Williams College has developed a robust curriculum in what its more outspoken social justice warriors call Fat Studies. Regular offerings over the years have included a seminar titled Don’t Tell Me to Love My Body, a workshop on Fatphobia and Body Liberation, and sundry other learning opportunities where undergraduates could expand their consciousness to match their waistlines. A Williams biology professor, troubled by the assault on empirical science these events represent when it comes to health problems caused by obesity, recently published a careful and restrained account in Heterodox STEM, declining to name names out of professional courtesy.
The Babbling Beaver labors under no such compunctions.

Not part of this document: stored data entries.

//! Ed25519 authentication of off-chain channel payments.
//!
//! A channel payment is authorised by the channel owner signing the UTF-8 message
//! `"{channel_id}|{amount}|{nonce}"`, with `amount` in normalized decimal form (`"2.5"`,
//! never `"2.50"`). Public keys and signatures are base58, as on Solana.

use ed25519_dalek::{PUBLIC_KEY_LENGTH, SIGNATURE_LENGTH, Signature, VerifyingKey};
use rust_decimal::Decimal;

/// Why a signature or key was rejected.
#[derive(Debug, Clone, PartialEq, Eq, thiserror::Error)]
pub enum SignatureError {
    /// The public key is not base58 or not a valid curve point.
    #[error("malformed public key: {0}")]
    MalformedKey(String),
    /// The signature is not base58 or has the wrong length.
    #[error("malformed signature: {0}")]
    MalformedSignature(String),
    /// The signature does not match the message and key.
    #[error("signature does not match channel owner")]
    Mismatch,
}

/// Canonical bytes a channel owner signs to authorise a payment.
#[must_use]
pub fn channel_payment_message(channel_id: &str, amount: Decimal, nonce: u64) -> Vec<u8> {
    format!("{channel_id}|{}|{nonce}", amount.normalize()).into_bytes()
}

/// Parses a base58 ed25519 public key.
///
/// # Errors
///
/// Returns [`SignatureError::MalformedKey`] if decoding fails or the bytes are not a
/// valid point.
pub fn parse_public_key(public_key: &str) -> Result<VerifyingKey, SignatureError> {
    let bytes = bs58::decode(public_key)
        .into_vec()
        .map_err(|e| SignatureError::MalformedKey(e.to_string()))?;
    let bytes: [u8; PUBLIC_KEY_LENGTH] = bytes.try_into().map_err(|b: Vec<u8>| {
        SignatureError::MalformedKey(format!("expected {PUBLIC_KEY_LENGTH} bytes, got {}", b.len()))
    })?;
    VerifyingKey::from_bytes(&bytes).map_err(|e| SignatureError::MalformedKey(e.to_string()))
}

/// Verifies a base58 signature over `message` by `public_key`.
///
/// Uses strict verification, which rejects small-order keys and malleable signatures.
///
/// # Errors
///
/// Returns [`SignatureError`] if either input is malformed or the signature does not
/// match.
pub fn verify_signature(
    public_key: &str,
    message: &[u8],
    signature: &str,
) -> Result<(), SignatureError> {
    let key = parse_public_key(public_key)?;
    let bytes = bs58::decode(signature)
        .into_vec()
        .map_err(|e| SignatureError::MalformedSignature(e.to_string()))?;
    let bytes: [u8; SIGNATURE_LENGTH] = bytes.try_into().map_err(|b: Vec<u8>| {
        SignatureError::MalformedSignature(format!(
            "expected {SIGNATURE_LENGTH} bytes, got {}",
            b.len()
        ))
    })?;
    let signature = Signature::from_bytes(&bytes);
    key.verify_strict(message, &signature)
        .map_err(|_| SignatureError::Mismatch)
}

/// Verifies that `signature` authorises paying `amount` at `nonce` on `channel_id`.
///
/// # Errors
///
/// See [`verify_signature`].
pub fn verify_channel_payment(
    public_key: &str,
    channel_id: &str,
    amount: Decimal,
    nonce: u64,
    signature: &str,
) -> Result<(), SignatureError> {
    let message = channel_payment_message(channel_id, amount, nonce);
    verify_signature(public_key, &message, signature)
}

#[cfg(test)]
pub(crate) mod test_keys {
    use ed25519_dalek::{Signer, SigningKey};
    use rust_decimal::Decimal;

    /// Deterministic channel owner key for tests.
    pub(crate) fn owner(seed: u8) -> SigningKey {
        SigningKey::from_bytes(&[seed; 32])
    }

    pub(crate) fn public_key(key: &SigningKey) -> String {
        bs58::encode(key.verifying_key().to_bytes()).into_string()
    }

    pub(crate) fn sign_payment(key: &SigningKey, channel_id: &str, amount: Decimal, nonce: u64) -> String {
        let message = super::channel_payment_message(channel_id, amount, nonce);
        bs58::encode(key.sign(&message).to_bytes()).into_string()
    }
}

#[cfg(test)]
mod tests {
    use super::test_keys::*;
    use super::*;

    #[test]
    fn message_uses_normalized_amount() {
        let message = channel_payment_message("ch_1", Decimal::new(250, 2), 3);
        assert_eq!(message, b"ch_1|2.5|3".to_vec());
    }

    #[test]
    fn accepts_owner_signature() {
        let key = owner(7);
        let sig = sign_payment(&key, "ch", Decimal::TWO, 1);
        assert_eq!(
            verify_channel_payment(&public_key(&key), "ch", Decimal::TWO, 1, &sig),
            Ok(())
        );
    }

    #[test]
    fn rejects_tampered_fields_and_foreign_keys() {
        let key = owner(7);
        let pk = public_key(&key);
        let sig = sign_payment(&key, "ch", Decimal::TWO, 1);

        assert_eq!(
            verify_channel_payment(&pk, "ch", Decimal::TEN, 1, &sig),
            Err(SignatureError::Mismatch)
        );
        assert_eq!(
            verify_channel_payment(&pk, "ch", Decimal::TWO, 2, &sig),
            Err(SignatureError::Mismatch)
        );
        let other = public_key(&owner(9));
        assert_eq!(
            verify_channel_payment(&other, "ch", Decimal::TWO, 1, &sig),
            Err(SignatureError::Mismatch)
        );
    }

    #[test]
    fn rejects_malformed_inputs() {
        let pk = public_key(&owner(1));
        assert!(matches!(
            verify_signature(&pk, b"m", "not-base58-0OIl"),
            Err(SignatureError::MalformedSignature(_))
        ));
        assert!(matches!(
            verify_signature(&pk, b"m", "abc"),
            Err(SignatureError::MalformedSignature(_))
        ));
        assert!(matches!(
            parse_public_key("short"),
            Err(SignatureError::MalformedKey(_))
        ));
    }
}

The 2026 Michael A. Dively ’61 Lecture on LGBTQ+ Life and Cultures — endowed by a formerly closeted Republican Michigan state legislator who found his true calling funding queer theory at his alma mater — presents this year’s adipose luminary: Da’Shaun L. Harrison, self-described “Black, fat, queer and trans theorist and abolitionist,” and author of Belly of the Beast: The Politics of Anti-Fatness as Anti-Blackness.
Harrison’s thesis, stated without embarrassment, is that observing a person’s obesity is an act of racism; that medicine’s interest in weight loss is rooted in white supremacy; and that the entire edifice of nutritional science is a racial project dressed up in a lab coat. Cornell’s gender studies department arrived at similar conclusions and responded with pole dancing therapy.
Harrison made it clear: your scale is racist, your doctor is a Klansman, and the Cheetos are innocent. Corpulent Williams students in attendance, each paying $84,000 a year for the privilege, nodded gravely. One was overheard whispering that the buffet table at the reception was, itself, a form of reparations.
Williams is paying for this. We all may be laughing but Williams’ STEM professoriate is not.